What do you see?
Welcome to the Kingdom Art Life, episode 18.
In episode 17, we started a conversation about patience, about what being a career artist looks like inside of the faith process. We talked about patience being a necessary part of faith, and time being a necessary part of patience.
We ended that conversation exploring how we could be, and remain patient. Last week our tool was remembrance. In this episode, I want to explore the tool of perspective.
As you are walking out God’s promise to you for your career life, it’s important for you to check yourself at each juncture about how you’re seeing what you see.
In numbers 13 we read the account of a group of men who were challenged in this very area. In this account, the Lord tells Moses to send some men to spy out the land God promised to the Children of Israel, land He said was theirs and, at the time of directing Moses, was in the process of bringing them into it.
And the LORD spoke to Moses, saying, “Send men to spy out the land of Canaan, which I am giving to the children of Israel; from each tribe of their fathers you shall send a man, every one a leader among them.” In verses 3 through 16 we get an account of all of the men who went. Verse 17 continues, saying, Then Moses sent them to spy out the land of Canaan, and said to them, “Go up this way into the South, and go up to the mountains, and see what the land is like: whether the people who dwell in it are strong or weak, few or many; whether the land they dwell in is good or bad; whether the cities they inhabit are like camps or strongholds; whether the land is rich or poor; and whether there are forests there or not. Be of good courage. And bring some of the fruit of the land.” Now the time was the season of the first ripe grapes.”

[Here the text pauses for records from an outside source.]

//! Nonlinear least-squares refinement for calibration problems.
//!
//! The crate exposes a dense [`NllsProblem`] trait, a Levenberg–Marquardt
//! backend, and the two concrete problems the pipeline solves: joint
//! intrinsics + per-view poses, and stereo extrinsics with fixed intrinsics.

mod intrinsics;
mod solver;
mod stereo;

pub use intrinsics::*;
pub use solver::*;
pub use stereo::*;
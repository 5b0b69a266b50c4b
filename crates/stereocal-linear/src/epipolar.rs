//! Derived epipolar matrices for a calibrated stereo pair.

use stereocal_core::{skew_symmetric, CalibError, Iso3, Mat3, Result};

/// Essential matrix `E = [T]x · R` from the relative pose `T_B_A`.
pub fn essential_from_pose(rel: &Iso3) -> Mat3 {
    let r = rel.rotation.to_rotation_matrix();
    skew_symmetric(&rel.translation.vector) * r.matrix()
}

/// Fundamental matrix `F = K_B^-T · E · K_A^-1`.
pub fn fundamental_from_essential(essential: &Mat3, k_a: &Mat3, k_b: &Mat3) -> Result<Mat3> {
    let k_a_inv = k_a
        .try_inverse()
        .ok_or_else(|| CalibError::DegenerateGeometry("singular K_A".into()))?;
    let k_b_inv = k_b
        .try_inverse()
        .ok_or_else(|| CalibError::DegenerateGeometry("singular K_B".into()))?;
    Ok(k_b_inv.transpose() * essential * k_a_inv)
}

#[cfg(test)]
mod tests {
    use super::*;
    use approx::assert_abs_diff_eq;
    use nalgebra::{Translation3, UnitQuaternion};
    use stereocal_core::{to_homogeneous, Intrinsics, Pt2, Pt3, Real, Vec3};

    fn project(k: &Mat3, p_c: &Pt3) -> Pt2 {
        let v = k * p_c.coords;
        Pt2::new(v.x / v.z, v.y / v.z)
    }

    #[test]
    fn epipolar_constraint_holds_for_synthetic_points() {
        let k_a = Intrinsics {
            fx: 800.0,
            fy: 800.0,
            cx: 320.0,
            cy: 240.0,
            skew: 0.0,
        }
        .k_matrix();
        let k_b = Intrinsics {
            fx: 820.0,
            fy: 810.0,
            cx: 330.0,
            cy: 250.0,
            skew: 0.0,
        }
        .k_matrix();

        let rel = Iso3::from_parts(
            Translation3::new(0.1, 0.01, 0.0),
            UnitQuaternion::from_scaled_axis(Vec3::new(0.0, 0.05, 0.0)),
        );
        let e = essential_from_pose(&rel);
        let f = fundamental_from_essential(&e, &k_a, &k_b).unwrap();

        for i in 0..10 {
            let p_a = Pt3::new(
                -0.3 + 0.07 * i as Real,
                0.2 - 0.05 * i as Real,
                1.0 + 0.1 * i as Real,
            );
            let p_b = rel.transform_point(&p_a);

            let uv_a = project(&k_a, &p_a);
            let uv_b = project(&k_b, &p_b);

            let residual = to_homogeneous(&uv_b).dot(&(f * to_homogeneous(&uv_a)));
            assert_abs_diff_eq!(residual, 0.0, epsilon = 1e-9);
        }
    }

    #[test]
    fn essential_is_rank_two() {
        let rel = Iso3::from_parts(
            Translation3::new(0.1, 0.0, 0.0),
            UnitQuaternion::identity(),
        );
        let e = essential_from_pose(&rel);
        let svd = e.svd(false, false);
        assert!(svd.singular_values[2].abs() < 1e-12);
        assert!(svd.singular_values[0] > 1e-6);
    }
}
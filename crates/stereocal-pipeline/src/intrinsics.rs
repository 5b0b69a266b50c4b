//! Single-camera intrinsic calibration.
//!
//! Zhang's method provides the closed-form start: per-view DLT homographies
//! constrain the image of the absolute conic, giving K; decomposing each
//! homography against K gives the per-view planar poses. A joint LM solve
//! then refines intrinsics, distortion coefficients and all poses over the
//! stacked reprojection residuals.

use serde::{Deserialize, Serialize};
use stereocal_core::{
    CalibError, CameraModel, Iso3, Observation, ObservationSet, Pt2,
    ReprojectionStats, Result,
};
use stereocal_linear::{
    dlt_homography, intrinsics_from_homographies, pose_from_homography,
};
use stereocal_optim::{pack_intrinsics_params, IntrinsicsProblem, LmBackend};

use crate::{reprojection_report, CalibrationReport, IntrinsicConfig};

/// Hard floor on views for Zhang's method.
const MIN_VIEWS_HARD: usize = 3;

/// Persisted per-camera calibration artifact.
#[derive(Debug, Clone, Serialize, Deserialize)]
pub struct IntrinsicModel {
    pub camera: CameraModel,
    /// Reprojection quality at the accepted solution.
    pub reprojection: ReprojectionStats,
}

/// Full result of an intrinsic calibration run.
///
/// Per-view poses are a by-product of the joint solve; they are reported for
/// diagnostics and stereo initialisation but not persisted with the model.
#[derive(Debug, Clone)]
pub struct IntrinsicCalibration {
    pub model: IntrinsicModel,
    /// Target-to-camera pose of each view, in observation order.
    pub poses: Vec<Iso3>,
    pub report: CalibrationReport,
}

/// Target-plane coordinates of an observation, for homography estimation.
pub(crate) fn planar_world_points(view: &Observation) -> Vec<Pt2> {
    view.object_points
        .iter()
        .map(|p| Pt2::new(p.x, p.y))
        .collect()
}

/// Calibrate one camera from its accumulated observations.
///
/// Fewer than 3 views is an error; fewer than `config.min_views` proceeds
/// with a warning. A solver stop without convergence is reported as
/// [`CalibError::DidNotConverge`], distinct from insufficient data.
pub fn calibrate_intrinsics(
    observations: &ObservationSet,
    config: &IntrinsicConfig,
) -> Result<IntrinsicCalibration> {
    config.validate()?;

    let views = observations.observations();
    if views.len() < MIN_VIEWS_HARD {
        return Err(CalibError::InsufficientCorrespondences {
            got: views.len(),
            need: MIN_VIEWS_HARD,
        });
    }
    if views.len() < config.min_views {
        log::warn!(
            "calibrating from {} views, below the recommended minimum of {}",
            views.len(),
            config.min_views
        );
    }

    let homographies = views
        .iter()
        .map(|view| dlt_homography(&planar_world_points(view), &view.image_points))
        .collect::<Result<Vec<_>>>()?;

    let intrinsics = intrinsics_from_homographies(&homographies)?;
    let kmtx = intrinsics.k_matrix();
    let poses_init = homographies
        .iter()
        .map(|h| pose_from_homography(&kmtx, h))
        .collect::<Result<Vec<_>>>()?;

    let camera_init = CameraModel {
        intrinsics,
        distortion: config.distortion.zeroed(),
    };

    let problem = IntrinsicsProblem::new(views.to_vec(), camera_init.distortion);
    let x0 = pack_intrinsics_params(&camera_init, &poses_init);
    let (x_opt, solve) = LmBackend.solve(&problem, x0, &config.solve.options());
    if !solve.converged {
        return Err(CalibError::DidNotConverge {
            iterations: solve.iterations,
            final_cost: solve.final_cost,
        });
    }

    let (camera, poses) = problem.decode(&x_opt);
    let report = reprojection_report(&camera, &poses, views)?;
    log::debug!(
        "intrinsic calibration: {} views, mean error {:.4} px",
        views.len(),
        report.mean_error()
    );

    Ok(IntrinsicCalibration {
        model: IntrinsicModel {
            camera,
            reprojection: report.overall,
        },
        poses,
        report,
    })
}
//! Dense NLLS problem trait and the Levenberg–Marquardt backend.

use levenberg_marquardt::{LeastSquaresProblem, LevenbergMarquardt};
use nalgebra::{storage::Owned, DMatrix, DVector, Dyn};
use stereocal_core::Real;

/// Generic nonlinear least-squares problem with dense parameter and
/// residual vectors.
pub trait NllsProblem {
    /// Number of parameters in the optimization vector.
    fn num_params(&self) -> usize;
    /// Number of residual rows.
    fn num_residuals(&self) -> usize;
    /// Residuals for the current parameters.
    fn residuals(&self, x: &DVector<Real>) -> DVector<Real>;

    /// Jacobian for the current parameters.
    ///
    /// The default is forward finite differences, which is accurate enough
    /// for the well-conditioned reprojection problems solved here.
    fn jacobian(&self, x: &DVector<Real>) -> DMatrix<Real> {
        let m = self.num_residuals();
        let n = x.len();
        let mut j = DMatrix::zeros(m, n);

        let base_r = self.residuals(x);
        let eps = 1e-6;

        for k in 0..n {
            let mut x_pert = x.clone();
            x_pert[k] += eps;
            let r_plus = self.residuals(&x_pert);
            let diff = (r_plus - &base_r) / eps;
            j.set_column(k, &diff);
        }

        j
    }
}

/// Termination criteria and iteration cap for a solve.
#[derive(Debug, Clone, Copy)]
pub struct SolveOptions {
    /// Iteration cap. The LM backend follows the MINPACK convention and
    /// treats this as an evaluation patience of `max_iters * (n + 1)`.
    pub max_iters: usize,
    /// Relative tolerance on cost reduction.
    pub ftol: Real,
    /// Gradient orthogonality tolerance.
    pub gtol: Real,
    /// Relative tolerance on parameter updates.
    pub xtol: Real,
}

impl Default for SolveOptions {
    fn default() -> Self {
        Self {
            max_iters: 100,
            ftol: 1e-10,
            gtol: 1e-10,
            xtol: 1e-10,
        }
    }
}

/// Outcome of a solve, kept for reports and convergence checks.
#[derive(Debug, Clone)]
pub struct SolveReport {
    pub iterations: usize,
    pub final_cost: Real,
    pub converged: bool,
}

struct LmWrapper<'a, P: NllsProblem> {
    problem: &'a P,
    params: DVector<Real>,
}

impl<'a, P: NllsProblem> LeastSquaresProblem<Real, Dyn, Dyn> for LmWrapper<'a, P> {
    type ResidualStorage = Owned<Real, Dyn>;
    type JacobianStorage = Owned<Real, Dyn, Dyn>;
    type ParameterStorage = Owned<Real, Dyn>;

    fn set_params(&mut self, x: &DVector<Real>) {
        self.params.clone_from(x);
    }

    fn params(&self) -> DVector<Real> {
        self.params.clone()
    }

    fn residuals(&self) -> Option<DVector<Real>> {
        Some(self.problem.residuals(&self.params))
    }

    fn jacobian(&self) -> Option<DMatrix<Real>> {
        Some(self.problem.jacobian(&self.params))
    }
}

/// Levenberg–Marquardt backend over [`NllsProblem`].
#[derive(Debug, Default, Clone)]
pub struct LmBackend;

impl LmBackend {
    /// Minimise `problem` starting from `x0`.
    pub fn solve<P: NllsProblem>(
        &self,
        problem: &P,
        x0: DVector<Real>,
        opts: &SolveOptions,
    ) -> (DVector<Real>, SolveReport) {
        let lm = LevenbergMarquardt::new()
            .with_ftol(opts.ftol)
            .with_xtol(opts.xtol)
            .with_gtol(opts.gtol)
            .with_patience(opts.max_iters.max(1));

        let wrapper = LmWrapper {
            problem,
            params: x0,
        };

        let (wrapper, report) = lm.minimize(wrapper);
        let x_opt = wrapper.params();

        log::debug!(
            "LM solve: {} evaluations, cost {:.6e}, success = {}",
            report.number_of_evaluations,
            report.objective_function,
            report.termination.was_successful()
        );

        (
            x_opt,
            SolveReport {
                iterations: report.number_of_evaluations,
                final_cost: report.objective_function,
                converged: report.termination.was_successful(),
            },
        )
    }
}

#[cfg(test)]
mod tests {
    use super::*;
    use approx::assert_abs_diff_eq;

    struct OneDimProblem;

    impl NllsProblem for OneDimProblem {
        fn num_params(&self) -> usize {
            1
        }

        fn num_residuals(&self) -> usize {
            1
        }

        fn residuals(&self, x: &DVector<Real>) -> DVector<Real> {
            DVector::from_element(1, x[0] - 3.0)
        }
    }

    #[test]
    fn lm_backend_solves_trivial_problem() {
        let backend = LmBackend;
        let x0 = DVector::from_element(1, 10.0);
        let (x_opt, report) = backend.solve(&OneDimProblem, x0, &SolveOptions::default());

        assert_abs_diff_eq!(x_opt[0], 3.0, epsilon = 1e-6);
        assert!(report.final_cost.abs() < 1e-12);
        assert!(report.converged);
        assert!(report.iterations > 0);
    }

    struct TwoDimProblem;

    impl NllsProblem for TwoDimProblem {
        fn num_params(&self) -> usize {
            2
        }

        fn num_residuals(&self) -> usize {
            2
        }

        fn residuals(&self, x: &DVector<Real>) -> DVector<Real> {
            DVector::from_vec(vec![x[0] * x[0] - 2.0, x[0] * x[1] - 1.0])
        }
    }

    #[test]
    fn finite_difference_jacobian_matches_analytic() {
        let x = DVector::from_vec(vec![1.5_f64, 0.5]);
        let j = TwoDimProblem.jacobian(&x);
        assert!((j[(0, 0)] - 2.0 * x[0]).abs() < 1e-4);
        assert!(j[(0, 1)].abs() < 1e-4);
        assert!((j[(1, 0)] - x[1]).abs() < 1e-4);
        assert!((j[(1, 1)] - x[0]).abs() < 1e-4);
    }
}
//! Checkerboard correspondence extraction.
//!
//! [`ChessboardDetector`] locates the interior-corner grid of a planar
//! checkerboard in a grayscale frame and refines each corner to sub-pixel
//! accuracy, producing a full [`stereocal_core::Observation`] or nothing.
//! The `stream` module accumulates observations over frame sources, in
//! parallel across frames.

mod chessboard;
mod refine;
mod stream;

pub use chessboard::*;
pub use refine::*;
pub use stream::*;
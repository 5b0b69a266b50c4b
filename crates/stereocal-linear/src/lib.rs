//! Closed-form building blocks for calibration initialisation.
//!
//! Everything here is direct linear algebra: plane homographies, Zhang's
//! intrinsic initialisation, homography-to-pose decomposition, relative-pose
//! averaging and the derived epipolar matrices. Nonlinear refinement lives
//! in `stereocal-optim`.

mod epipolar;
mod homography;
mod planar_pose;
mod relative_pose;
mod zhang;

pub use epipolar::*;
pub use homography::*;
pub use planar_pose::*;
pub use relative_pose::*;
pub use zhang::*;
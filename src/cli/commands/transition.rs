//! Transition command - Change a document's state without moving it

use std::path::Path;

use crate::cli::BoardContext;
use crate::coordinator::state_changed_message;
use crate::errors::Result;

/// Transition `document` to state `to` as `actor_id`
pub async fn run(cwd: Option<&Path>, document: &str, to: &str, actor_id: &str) -> Result<()> {
    let context = BoardContext::open(cwd)?;
    let actor = context.actor(actor_id)?;
    let coordinator = context.coordinator()?;
    let validation = context.validation_for(document)?;

    let record = coordinator
        .apply_transition(&actor, document, to, &validation)
        .await?;
    println!("{}", state_changed_message(&coordinator.state_title(&record.state)));
    Ok(())
}
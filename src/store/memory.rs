//! In-memory metadata store
//!
//! Issues monotonically increasing revision tokens and applies batches to a
//! scratch copy before swapping it in, so a failed batch leaves no trace.

use std::collections::BTreeMap;

use async_trait::async_trait;
use tokio::sync::{broadcast, RwLock};

use crate::errors::StoreError;
use crate::schemas::WorkflowMetadata;

use super::{Batch, ChangeKind, MetadataStore, Operation, Patch, StoreEvent, StoreResult};

const REVISION_PREFIX: &str = "rev-";
const EVENT_CAPACITY: usize = 256;

struct Inner {
    /// Keyed by content document id
    records: BTreeMap<String, WorkflowMetadata>,
    last_revision: u64,
    fail_next: Option<StoreError>,
}

impl Inner {
    fn issue_revision(&mut self) -> String {
        self.last_revision += 1;
        format!("{}{}", REVISION_PREFIX, self.last_revision)
    }

    fn take_failure(&mut self) -> StoreResult<()> {
        match self.fail_next.take() {
            Some(error) => Err(error),
            None => Ok(()),
        }
    }

    fn stamp(&mut self, mut record: WorkflowMetadata) -> WorkflowMetadata {
        record.revision = self.issue_revision();
        record.updated_at = chrono::Utc::now().to_rfc3339();
        record
    }

    /// The stored record, if its revision matches `expected` when one is given
    fn current(&self, document_id: &str, expected: Option<String>) -> StoreResult<WorkflowMetadata> {
        let current = self
            .records
            .get(document_id)
            .cloned()
            .ok_or_else(|| StoreError::NotFound(document_id.to_string()))?;
        match expected {
            Some(expected) if expected != current.revision => Err(StoreError::RevisionMismatch {
                id: current.id,
                expected,
                actual: current.revision,
            }),
            _ => Ok(current),
        }
    }

    fn apply(&mut self, operation: Operation) -> StoreResult<StoreEvent> {
        match operation {
            Operation::Create(record) => {
                if self.records.contains_key(&record.document_id) {
                    return Err(StoreError::AlreadyExists(record.id));
                }
                let record = self.stamp(record);
                self.records.insert(record.document_id.clone(), record.clone());
                Ok(StoreEvent {
                    kind: ChangeKind::Created,
                    document_id: record.document_id.clone(),
                    record: Some(record),
                })
            }
            Operation::Patch {
                document_id,
                revision,
                patch,
            } => {
                let current = self.current(&document_id, revision)?;
                let record = self.stamp(patch.apply_to(current));
                self.records.insert(document_id.clone(), record.clone());
                Ok(StoreEvent {
                    kind: ChangeKind::Updated,
                    document_id,
                    record: Some(record),
                })
            }
            Operation::Delete {
                document_id,
                revision,
            } => {
                self.current(&document_id, revision)?;
                self.records.remove(&document_id);
                Ok(StoreEvent {
                    kind: ChangeKind::Deleted,
                    document_id,
                    record: None,
                })
            }
        }
    }
}

/// Metadata store held entirely in memory
pub struct MemoryStore {
    inner: RwLock<Inner>,
    events: broadcast::Sender<StoreEvent>,
}

impl MemoryStore {
    /// Create an empty store
    pub fn new() -> Self {
        MemoryStore::with_records(Vec::new())
    }

    /// Create a store seeded with records. Records without a revision get one.
    pub fn with_records<I>(records: I) -> Self
    where
        I: IntoIterator<Item = WorkflowMetadata>,
    {
        let mut inner = Inner {
            records: BTreeMap::new(),
            last_revision: 0,
            fail_next: None,
        };

        let records: Vec<WorkflowMetadata> = records.into_iter().collect();
        inner.last_revision = records
            .iter()
            .filter_map(|r| r.revision.strip_prefix(REVISION_PREFIX))
            .filter_map(|n| n.parse::<u64>().ok())
            .max()
            .unwrap_or(0);

        for mut record in records {
            if record.revision.is_empty() {
                record.revision = inner.issue_revision();
            }
            inner.records.insert(record.document_id.clone(), record);
        }

        let (events, _) = broadcast::channel(EVENT_CAPACITY);
        MemoryStore {
            inner: RwLock::new(inner),
            events,
        }
    }

    /// Make the next write fail with `error`, as a flaky backend would
    pub async fn fail_next_write(&self, error: StoreError) {
        self.inner.write().await.fail_next = Some(error);
    }

    /// Copy of every record, in document id order
    pub async fn snapshot(&self) -> Vec<WorkflowMetadata> {
        self.inner.read().await.records.values().cloned().collect()
    }

    fn publish(&self, events: Vec<StoreEvent>) {
        for event in events {
            // No subscribers is not an error
            let _ = self.events.send(event);
        }
    }

    async fn write(&self, operation: Operation) -> StoreResult<WorkflowMetadata> {
        let event = {
            let mut inner = self.inner.write().await;
            inner.take_failure()?;
            inner.apply(operation)?
        };
        let record = event.record.clone();
        self.publish(vec![event]);
        record.ok_or_else(|| StoreError::Unavailable("write returned no record".to_string()))
    }
}

impl Default for MemoryStore {
    fn default() -> Self {
        Self::new()
    }
}

fn sort_by_rank(records: &mut [WorkflowMetadata]) {
    records.sort_by(|a, b| {
        a.order_rank
            .cmp(&b.order_rank)
            .then_with(|| a.document_id.cmp(&b.document_id))
    });
}

#[async_trait]
impl MetadataStore for MemoryStore {
    async fn get(&self, document_id: &str) -> StoreResult<Option<WorkflowMetadata>> {
        Ok(self.inner.read().await.records.get(document_id).cloned())
    }

    async fn list(&self) -> StoreResult<Vec<WorkflowMetadata>> {
        let mut records = self.snapshot().await;
        sort_by_rank(&mut records);
        Ok(records)
    }

    async fn list_by_document_ids(&self, document_ids: &[String]) -> StoreResult<Vec<WorkflowMetadata>> {
        let inner = self.inner.read().await;
        let mut records: Vec<WorkflowMetadata> = document_ids
            .iter()
            .filter_map(|id| inner.records.get(id).cloned())
            .collect();
        sort_by_rank(&mut records);
        Ok(records)
    }

    async fn create_if_not_exists(&self, record: WorkflowMetadata) -> StoreResult<WorkflowMetadata> {
        if let Some(existing) = self.get(&record.document_id).await? {
            return Ok(existing);
        }
        match self.write(Operation::Create(record.clone())).await {
            // Lost a race with another creator: report the winner
            Err(StoreError::AlreadyExists(_)) => self
                .get(&record.document_id)
                .await?
                .ok_or_else(|| StoreError::NotFound(record.document_id)),
            other => other,
        }
    }

    async fn patch_if_revision(
        &self,
        document_id: &str,
        revision: &str,
        patch: Patch,
    ) -> StoreResult<WorkflowMetadata> {
        self.write(Operation::Patch {
            document_id: document_id.to_string(),
            revision: Some(revision.to_string()),
            patch,
        })
        .await
    }

    async fn delete_if_revision(&self, document_id: &str, revision: &str) -> StoreResult<()> {
        let mut inner = self.inner.write().await;
        inner.take_failure()?;
        let event = inner.apply(Operation::Delete {
            document_id: document_id.to_string(),
            revision: Some(revision.to_string()),
        })?;
        drop(inner);
        self.publish(vec![event]);
        Ok(())
    }

    async fn commit(&self, batch: Batch) -> StoreResult<usize> {
        let count = batch.len();
        let events = {
            let mut inner = self.inner.write().await;
            inner.take_failure()?;

            let mut scratch = Inner {
                records: inner.records.clone(),
                last_revision: inner.last_revision,
                fail_next: None,
            };
            let events = batch
                .operations
                .into_iter()
                .map(|op| scratch.apply(op))
                .collect::<StoreResult<Vec<StoreEvent>>>()?;

            inner.records = scratch.records;
            inner.last_revision = scratch.last_revision;
            events
        };
        self.publish(events);
        Ok(count)
    }

    fn subscribe(&self) -> broadcast::Receiver<StoreEvent> {
        self.events.subscribe()
    }
}
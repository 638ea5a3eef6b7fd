//! Config schema - board definition for kanflow

use std::collections::HashSet;

use serde::{Deserialize, Serialize};

use crate::errors::{KanflowError, Result};

use super::{State, StateColor};

/// Main configuration for a kanflow board
#[derive(Debug, Clone, PartialEq, Serialize, Deserialize)]
#[serde(rename_all = "camelCase")]
pub struct WorkflowConfig {
    /// Schema version for forward compatibility
    #[serde(default = "default_schema_version")]
    pub schema_version: u32,

    /// Document types that may enter the workflow
    #[serde(default)]
    pub schema_types: Vec<String>,

    /// Ordered board columns, left to right
    #[serde(default = "default_states")]
    pub states: Vec<State>,
}

fn default_schema_version() -> u32 {
    1
}

/// The stock three-column review board
pub fn default_states() -> Vec<State> {
    vec![
        State::new("inReview", "In review")
            .with_color(StateColor::Primary)
            .with_roles(["editor", "administrator"])
            .with_transitions(["changesRequested", "approved"]),
        State::new("changesRequested", "Changes requested")
            .with_color(StateColor::Warning)
            .with_roles(["editor", "administrator"])
            .with_transitions(["approved"]),
        State::new("approved", "Approved")
            .with_color(StateColor::Success)
            .with_roles(["administrator"])
            .with_transitions(["changesRequested"])
            .requiring_assignment(),
    ]
}

impl Default for WorkflowConfig {
    fn default() -> Self {
        WorkflowConfig {
            schema_version: 1,
            schema_types: Vec::new(),
            states: default_states(),
        }
    }
}

impl WorkflowConfig {
    /// Check the board definition: at least one state, unique ids, and
    /// every transition pointing at a declared state.
    pub fn validate(&self) -> Result<()> {
        if self.states.is_empty() {
            return Err(KanflowError::ConfigError(
                "No States defined in plugin config".to_string(),
            ));
        }

        let mut seen = HashSet::new();
        for state in &self.states {
            if !seen.insert(state.id.as_str()) {
                return Err(KanflowError::ConfigError(format!(
                    "duplicate state id \"{}\"",
                    state.id
                )));
            }
        }

        for state in &self.states {
            if let Some(target) = state.transitions.iter().find(|t| !seen.contains(t.as_str())) {
                return Err(KanflowError::ConfigError(format!(
                    "state \"{}\" lists transition to undeclared state \"{}\"",
                    state.id, target
                )));
            }
        }

        Ok(())
    }
}

#[cfg(test)]
mod tests {
    use super::*;

    #[test]
    fn test_config_default() {
        let config = WorkflowConfig::default();
        assert_eq!(config.schema_version, 1);
        assert_eq!(config.states.len(), 3);
        assert_eq!(config.states[0].id, "inReview");
        assert_eq!(config.states[2].id, "approved");
        assert!(config.states[2].require_assignment);
        assert!(config.validate().is_ok());
    }

    #[test]
    fn test_config_partial_json() {
        let parsed: WorkflowConfig = serde_json::from_str(r#"{"schemaTypes": ["article"]}"#).unwrap();
        assert_eq!(parsed.schema_types, vec!["article"]);
        assert_eq!(parsed.states, default_states());
    }

    #[test]
    fn test_validate_rejects_empty_board() {
        let config = WorkflowConfig {
            states: vec![],
            ..Default::default()
        };
        let err = config.validate().unwrap_err();
        assert_eq!(err.code(), "CONFIG_ERROR");
    }

    #[test]
    fn test_validate_rejects_dangling_transition() {
        let config = WorkflowConfig {
            states: vec![
                State::new("a", "A").with_transitions(["b"]),
                State::new("c", "C"),
            ],
            ..Default::default()
        };
        let err = config.validate().unwrap_err();
        assert!(err.to_string().contains("undeclared state \"b\""));
    }

    #[test]
    fn test_validate_rejects_duplicate_ids() {
        let config = WorkflowConfig {
            states: vec![State::new("a", "A"), State::new("a", "Again")],
            ..Default::default()
        };
        assert!(config.validate().is_err());
    }

    #[test]
    fn test_config_json_round_trip() {
        let config = WorkflowConfig::default();
        let json = serde_json::to_string_pretty(&config).unwrap();
        assert!(json.contains("\"requireAssignment\": true"));
        let parsed: WorkflowConfig = serde_json::from_str(&json).unwrap();
        assert_eq!(parsed, config);
    }
}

Verses 21 through 24 tell us that the men go out. They spy out the land and they collect fruit from the land. Verse 25 picks up saying “And they returned from spying out the land after forty days.
Now they departed and came back to Moses and Aaron and all the congregation of the children of Israel in the Wilderness of Paran, at Kadesh; they brought back word to them and to all the congregation, and showed them the fruit of the land. Then they told him, and said: “We went to the land where you sent us. It truly flows with milk and honey, and this is its fruit. Nevertheless, the people who dwell in the land are strong; the cities are fortified and very large; moreover we saw the descendants of Anak there. The Amalekites dwell in the land of the South; the Hittites, the Jebusites, and the Amorites dwell in the mountains; and the Canaanites dwell by the sea and along the banks of the Jordan.”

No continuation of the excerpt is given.